#### [PROBLEM DESCRIPTION]
From the entries below, copy every line where the string "handles" appears.

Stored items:
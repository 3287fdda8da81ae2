use std::sync::Arc;
use std::time::Duration;

use super::{HttpOutcome, MetricsRegistry, MetricsSink, StreamId, spawn_stats_reporter};
use crate::entropy::Entropy;
use crate::shutdown::shutdown_channel;

#[test]
fn traffic_accumulates_per_stream() -> Result<(), String> {
    let registry = MetricsRegistry::new();
    let first = StreamId::new("first");
    let second = StreamId::new("second");
    registry.add_traffic(&first, 10);
    registry.add_traffic(&first, 5);
    registry.add_traffic(&second, 7);

    if registry.traffic(&first) != 15 || registry.traffic(&second) != 7 {
        return Err("Unexpected per-stream totals".to_owned());
    }
    let snapshot = registry.snapshot();
    if snapshot.bytes != 22 || snapshot.streams != 2 {
        return Err(format!("Unexpected snapshot: {:?}", snapshot));
    }
    Ok(())
}

#[test]
fn http_counters_are_labelled_by_host_method_and_outcome() -> Result<(), String> {
    let registry = MetricsRegistry::new();
    registry.inc_http("example.com", "GET", HttpOutcome::Success);
    registry.inc_http("example.com", "GET", HttpOutcome::Success);
    registry.inc_http("example.com", "POST", HttpOutcome::Fail);
    registry.inc_http("", "GET", HttpOutcome::Fail);

    if registry.http_count("example.com", "GET", HttpOutcome::Success) != 2 {
        return Err("Expected two successful GETs".to_owned());
    }
    if registry.http_count("example.com", "GET", HttpOutcome::Fail) != 0 {
        return Err("Outcome labels must not mix".to_owned());
    }
    let snapshot = registry.snapshot();
    if snapshot.successful_requests != 2 || snapshot.failed_requests != 2 {
        return Err(format!("Unexpected snapshot: {:?}", snapshot));
    }
    if registry.http_counters().len() != 3 {
        return Err("Expected three distinct label sets".to_owned());
    }
    Ok(())
}

#[test]
fn generated_stream_ids_differ() -> Result<(), String> {
    let entropy = Entropy::from_seed(9);
    if StreamId::generate(&entropy) == StreamId::generate(&entropy) {
        return Err("Expected distinct stream ids".to_owned());
    }
    Ok(())
}

#[test]
fn stats_reporter_returns_final_snapshot_on_shutdown() -> Result<(), String> {
    let runtime = tokio::runtime::Builder::new_current_thread()
        .enable_all()
        .build()
        .map_err(|err| format!("Failed to build runtime: {}", err))?;
    runtime.block_on(async {
        let registry = Arc::new(MetricsRegistry::new());
        registry.add_traffic(&StreamId::new("s"), 42);
        registry.inc_http("h", "GET", HttpOutcome::Success);

        let (shutdown_tx, _) = shutdown_channel();
        let handle = spawn_stats_reporter(
            Arc::clone(&registry),
            Duration::from_millis(5),
            &shutdown_tx,
        );
        tokio::time::sleep(Duration::from_millis(20)).await;
        shutdown_tx
            .send(())
            .map_err(|err| format!("Failed to send shutdown: {}", err))?;

        let snapshot = tokio::time::timeout(Duration::from_secs(1), handle)
            .await
            .map_err(|err| format!("Reporter did not stop: {}", err))?
            .map_err(|err| format!("Reporter join error: {}", err))?;
        if snapshot.bytes != 42 || snapshot.successful_requests != 1 {
            return Err(format!("Unexpected final snapshot: {:?}", snapshot));
        }
        Ok(())
    })
}

#[test]
fn concurrent_writers_are_all_counted() -> Result<(), String> {
    let registry = Arc::new(MetricsRegistry::new());
    let writers: Vec<_> = (0..8)
        .map(|idx| {
            let registry = Arc::clone(&registry);
            std::thread::spawn(move || {
                let stream = StreamId::new(format!("stream-{}", idx));
                for _ in 0..500 {
                    registry.add_traffic(&stream, 2);
                    registry.inc_http("h", "GET", HttpOutcome::Success);
                }
            })
        })
        .collect();
    for writer in writers {
        writer
            .join()
            .map_err(|_panic| "Writer thread panicked".to_owned())?;
    }
    let snapshot = registry.snapshot();
    if snapshot.bytes != 8000 || snapshot.successful_requests != 4000 || snapshot.streams != 8 {
        return Err(format!("Unexpected snapshot: {:?}", snapshot));
    }
    Ok(())
}
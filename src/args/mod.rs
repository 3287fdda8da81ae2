//! CLI argument types and parsing helpers.
mod cli;
pub(crate) mod parsers;


pub use cli::CliArgs;
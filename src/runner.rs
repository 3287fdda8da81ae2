//! Spawns every configured job instance and waits for them to finish.
use tokio::task::JoinHandle;
use tracing::{error, info};

use crate::config::JobsFile;
use crate::error::JobError;
use crate::http::{JobEnv, run_http_job};
use crate::pacing::IterationBudget;
use crate::shutdown::ShutdownSender;

/// How every spawned instance ended.
#[derive(Debug, Default, Clone, PartialEq, Eq)]
pub struct RunSummary {
    pub finished: usize,
    pub failed: usize,
    pub panicked: usize,
    pub iterations: u64,
}

/// Runs `instances` copies of every job concurrently until each one's
/// budget is spent or shutdown is broadcast.
///
/// A job that fails to start or panics is logged and counted; the others
/// keep running.
pub async fn run_jobs(jobs: &JobsFile, env: &JobEnv, shutdown_tx: &ShutdownSender) -> RunSummary {
    let mut handles: Vec<(String, JoinHandle<Result<u64, JobError>>)> = Vec::new();
    for (index, spec) in jobs.jobs.iter().enumerate() {
        let name = spec.display_name(index);
        info!("Starting job {} with {} instance(s)", name, spec.instances);
        for instance in 0..spec.instances {
            let args = spec.args.clone();
            let env = env.clone();
            let mut budget = IterationBudget::new(args.count, shutdown_tx.subscribe());
            let handle = tokio::spawn(async move { run_http_job(&args, &env, &mut budget).await });
            handles.push((format!("{}#{}", name, instance), handle));
        }
    }

    let mut summary = RunSummary::default();
    for (label, handle) in handles {
        match handle.await {
            Ok(Ok(iterations)) => {
                info!("Job {} finished after {} iterations", label, iterations);
                summary.finished = summary.finished.saturating_add(1);
                summary.iterations = summary.iterations.saturating_add(iterations);
            }
            Ok(Err(err)) => {
                error!("Job {} failed: {}", label, err);
                summary.failed = summary.failed.saturating_add(1);
            }
            Err(join_err) if join_err.is_panic() => {
                error!("{}", JobError::Panicked { name: label });
                summary.panicked = summary.panicked.saturating_add(1);
            }
            Err(join_err) => {
                error!("Job {} was cancelled: {}", label, join_err);
                summary.failed = summary.failed.saturating_add(1);
            }
        }
    }
    summary
}
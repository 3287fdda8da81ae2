//! Traffic and request-outcome accounting.
mod registry;
mod reporter;
mod types;

#[cfg(test)]
mod tests;

pub use registry::{MetricsRegistry, MetricsSink, MetricsSnapshot};
pub use reporter::spawn_stats_reporter;
pub use types::{HttpKey, HttpOutcome, StreamId};
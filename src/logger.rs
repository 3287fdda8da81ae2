use tracing_subscriber::{EnvFilter, FmtSubscriber};

/// Env var consulted before `RUST_LOG`.
const LOG_ENV: &str = "TRAFFICGEN_LOG";

pub fn init_logging(verbose: bool) {
    let default_level = if verbose { "debug" } else { "info" };
    let filter = std::env::var(LOG_ENV)
        .or_else(|_| std::env::var("RUST_LOG"))
        .map_or_else(
            |_| EnvFilter::new(default_level),
            |value| EnvFilter::try_new(value).unwrap_or_else(|_| EnvFilter::new(default_level)),
        );

    let subscriber = FmtSubscriber::builder()
        .with_env_filter(filter)
        .with_target(false)
        .finish();

    if let Err(err) = tracing::subscriber::set_global_default(subscriber) {
        eprintln!("Failed to set global default subscriber: {}", err);
    }
}
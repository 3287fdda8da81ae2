mod entry;

use trafficgen::error::AppResult;

fn main() -> AppResult<()> {
    entry::run()
}
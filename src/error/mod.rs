mod app;
mod config;
mod http;
mod job;
mod template;

pub use app::{AppError, AppResult};
pub use config::ConfigError;
pub use http::{DispatchError, TimeoutPhase};
pub use job::{JobError, TemplateField};
pub use template::TemplateError;
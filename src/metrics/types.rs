use std::fmt;

use crate::entropy::Entropy;

/// Whether a dispatch obtained a response.
#[derive(Debug, Clone, Copy, PartialEq, Eq, PartialOrd, Ord, Hash)]
pub enum HttpOutcome {
    Success,
    Fail,
}

impl HttpOutcome {
    #[must_use]
    pub const fn as_str(self) -> &'static str {
        match self {
            HttpOutcome::Success => "success",
            HttpOutcome::Fail => "fail",
        }
    }
}

impl fmt::Display for HttpOutcome {
    fn fmt(&self, f: &mut fmt::Formatter<'_>) -> fmt::Result {
        f.write_str(self.as_str())
    }
}

/// Identity under which one job instance reports traffic volume.
#[derive(Debug, Clone, PartialEq, Eq, PartialOrd, Ord, Hash)]
pub struct StreamId(String);

impl StreamId {
    #[must_use]
    pub fn new(id: impl Into<String>) -> Self {
        Self(id.into())
    }

    #[must_use]
    pub fn generate(entropy: &Entropy) -> Self {
        Self(entropy.uuid())
    }

    #[must_use]
    pub fn as_str(&self) -> &str {
        &self.0
    }
}

impl fmt::Display for StreamId {
    fn fmt(&self, f: &mut fmt::Formatter<'_>) -> fmt::Result {
        f.write_str(&self.0)
    }
}

/// Label set of the per-request counter.
#[derive(Debug, Clone, PartialEq, Eq, PartialOrd, Ord, Hash)]
pub struct HttpKey {
    pub host: String,
    pub method: String,
    pub outcome: HttpOutcome,
}
#![no_main]

use libfuzzer_sys::fuzz_target;
use std::collections::BTreeMap;

fuzz_target!(|data: &[u8]| {
    if let Ok(input) = std::str::from_utf8(data) {
        let mut vars = BTreeMap::new();
        let seed = input.chars().take(32).collect::<String>();
        vars.insert("user".to_owned(), seed.clone());
        vars.insert("input".to_owned(), seed);
        let _ = trafficgen::fuzzing::render_template_input(input, &vars);
    }
});
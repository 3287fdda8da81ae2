#![no_main]

use libfuzzer_sys::fuzz_target;

fuzz_target!(|data: &[u8]| {
    if let Ok(file) = trafficgen::fuzzing::parse_jobs_json_input(data) {
        for (index, job) in file.jobs.iter().enumerate() {
            debug_assert!(!job.display_name(index).is_empty());
            let decoded = trafficgen::config::ClientConfig::decode(&job.args.client);
            if job.args.client.is_null() {
                debug_assert!(decoded.errors.is_empty());
            }
        }
    }
    if let Ok(decoded) = trafficgen::fuzzing::decode_client_config_input(data) {
        let settings = trafficgen::http::ClientSettings::from_config(decoded.config);
        debug_assert!(!settings.timeout.is_zero());
    }
});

#### [COMPLETED TASK]
    let mut handles: Vec<(String, JoinHandle<Result<u64, JobError>>)> = Vec::new();
            handles.push((format!("{}#{}", name, instance), handle));
    for (label, handle) in handles {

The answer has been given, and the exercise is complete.